Grace Presbyterian Church
October 13, 2019, Pentecost 18C
Jeremiah 29:1, 4-7, 11; 2 Timothy 2:8-15
Where You Live
In last week’s scripture, Psalm 137, we encountered an unvarnished portrait of grief, sorrow, and even rage penned from the perspective of one who had witnessed and possibly been carried off in the Babylonian conquest of Jerusalem and exile to that despised empire. We heard of course sorrow and even rage and burning desire for revenge upon those who had carried out the destruction of Jerusalem, the Holy City itself.
Today’s reading from the prophet Jeremiah comes from a long discourse directed for the most part to that same community; those who had been carried away into exile in Babylon, as we are told right there in the first verse of Chapter 29. Had we read verses 2-3, we would have been given a list of names of leading figures of Jerusalem who had been among those carried off into that exile, as if to confirm that Jeremiah knew exactly who he was talking to and exactly what their situation was.
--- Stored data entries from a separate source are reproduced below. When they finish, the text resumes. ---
//! Delivery: serializes a flushed batch with the configured payload format
//! and picks the transmission mode for the transport.

use std::sync::Arc;

use tracing::{debug, error};
use trackline_core::config::default_user_agent;
use trackline_core::{Event, Session, TrackerError};

use crate::clock::{Clock, SystemClock};
use crate::format::{BatchContext, PayloadFormat};
use crate::transport::{DeliveryMode, Transport};

pub struct Delivery {
    format: Box<dyn PayloadFormat>,
    transport: Arc<dyn Transport>,
    clock: Arc<dyn Clock>,
    beacon_on_hide: bool,
    user_agent: String,
}

impl Delivery {
    pub fn new(
        format: Box<dyn PayloadFormat>,
        transport: Arc<dyn Transport>,
        beacon_on_hide: bool,
    ) -> Self {
        Self {
            format,
            transport,
            clock: Arc::new(SystemClock),
            beacon_on_hide,
            user_agent: default_user_agent(),
        }
    }

    pub fn with_clock(mut self, clock: Arc<dyn Clock>) -> Self {
        self.clock = clock;
        self
    }

    pub fn with_user_agent(mut self, user_agent: impl Into<String>) -> Self {
        self.user_agent = user_agent.into();
        self
    }

    /// Beacon while the page is hidden or unloading, if the transport has
    /// one; keep-alive otherwise.
    pub fn select_mode(&self, unloading: bool) -> DeliveryMode {
        if unloading && self.beacon_on_hide && self.transport.supports_beacon() {
            DeliveryMode::Beacon
        } else {
            DeliveryMode::KeepAlive
        }
    }

    /// Fire-and-forget. Serialization failures drop the batch.
    pub fn send(&self, session: &Session, page_url: &str, batch: Vec<Event>, unloading: bool) {
        let count = batch.len();
        let ctx = BatchContext {
            session,
            page_url,
            user_agent: &self.user_agent,
            sent_at_ms: self.clock.now_ms(),
        };
        let payload = match self.format.build(&ctx, &batch) {
            Ok(Some(payload)) => payload,
            Ok(None) => {
                debug!(format = self.format.name(), count, "batch produced no payload");
                return;
            }
            Err(e) => {
                let e = TrackerError::from(e);
                metrics::counter!("tracker.delivery.failed").increment(1);
                error!(error = %e, format = self.format.name(), count, "failed to serialize batch, dropped");
                return;
            }
        };

        let mode = self.select_mode(unloading);
        debug!(
            session_id = %session.session_id,
            count,
            mode = mode.as_str(),
            format = self.format.name(),
            "sending batch"
        );
        self.transport.send(payload, mode);
    }

    pub fn format_name(&self) -> &str {
        self.format.name()
    }
}

#[cfg(test)]
mod tests {
    use super::*;
    use crate::clock::ManualClock;
    use crate::format::{GenericFormat, MovementsFormat};
    use crate::transport::CaptureTransport;
    use trackline_core::EventKind;

    fn session() -> Session {
        Session {
            session_id: "sess_d".into(),
            identity: None,
        }
    }

    #[test]
    fn test_mode_selection() {
        let beacon = Arc::new(CaptureTransport::new().with_beacon(true));
        let delivery = Delivery::new(Box::new(GenericFormat), beacon, true);
        assert_eq!(delivery.select_mode(false), DeliveryMode::KeepAlive);
        assert_eq!(delivery.select_mode(true), DeliveryMode::Beacon);

        let plain = Arc::new(CaptureTransport::new());
        let delivery = Delivery::new(Box::new(GenericFormat), plain, true);
        assert_eq!(delivery.select_mode(true), DeliveryMode::KeepAlive);

        let beacon = Arc::new(CaptureTransport::new().with_beacon(true));
        let delivery = Delivery::new(Box::new(GenericFormat), beacon, false);
        assert_eq!(delivery.select_mode(true), DeliveryMode::KeepAlive);
    }

    #[test]
    fn test_send_fills_envelope() {
        let transport = Arc::new(CaptureTransport::new());
        let delivery = Delivery::new(Box::new(GenericFormat), transport.clone(), true)
            .with_clock(Arc::new(ManualClock::new(42_000)))
            .with_user_agent("Mozilla/5.0 (X11; Linux x86_64)");
        assert_eq!(delivery.format_name(), "generic");

        delivery.send(
            &session(),
            "https://example.com/cart",
            vec![Event::new(EventKind::Click, 41_000, "/")],
            false,
        );
        assert_eq!(transport.count(), 1);
        let payload = &transport.payloads()[0];
        assert_eq!(payload["timestamp"], 42_000);
        assert_eq!(payload["url"], "https://example.com/cart");
        assert_eq!(payload["user_agent"], "Mozilla/5.0 (X11; Linux x86_64)");
    }

    #[test]
    fn test_empty_payload_skips_transport() {
        let transport = Arc::new(CaptureTransport::new());
        let delivery = Delivery::new(Box::new(MovementsFormat), transport.clone(), true);
        delivery.send(&session(), "/", vec![Event::new(EventKind::Click, 1, "/")], false);
        assert_eq!(transport.count(), 0);
    }
}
The prophet was going to leave no room for misunderstanding; this message, from God, is for you, there in Babylon.
It was probably important to make this clear, since the message Jeremiah was delivering here is one that his audience in exile absolutely did not want to hear one bit.
Since reading three or four chapters and then delivering a sermon on them seemed unwise, a little bit of context is warranted. Much of Jeremiah’s proclamation to Judah, both those in exile and those left behind in ruined Jerusalem, was one of those proclamations prophets were wont to give, and their hearers were wont to dislike: this is on you, you know. The prophet was incessant about reminding the people that their own infidelity, their constant turn to the idols and false gods of the peoples around Judah, planted the seed that blossomed into this disaster. Crying out for deliverance to the God the people had abandoned repeatedly and consistently was pretty rich, and Jeremiah didn’t hesitate to make that clear to the people of Judah. And let’s face it; nobody likes to hear this kind of thing, especially the more true and correct it is.
Another factor in the context of this message is that Jeremiah is not the only prophet speaking to the Judeans in exile. Among the number of those taken off to Babylon were in fact several prophets, particularly those who had been well-attached to the important people mentioned in verses 2-3. You might refer to them as “court prophets,” as they had a kind of official status not only in the Jewish religion but in the state of Judah as well. At the same time a number of similar prophets had remained behind – not taken into exile but still performing more or less the same function in the conquered and ruined remains of Jerusalem.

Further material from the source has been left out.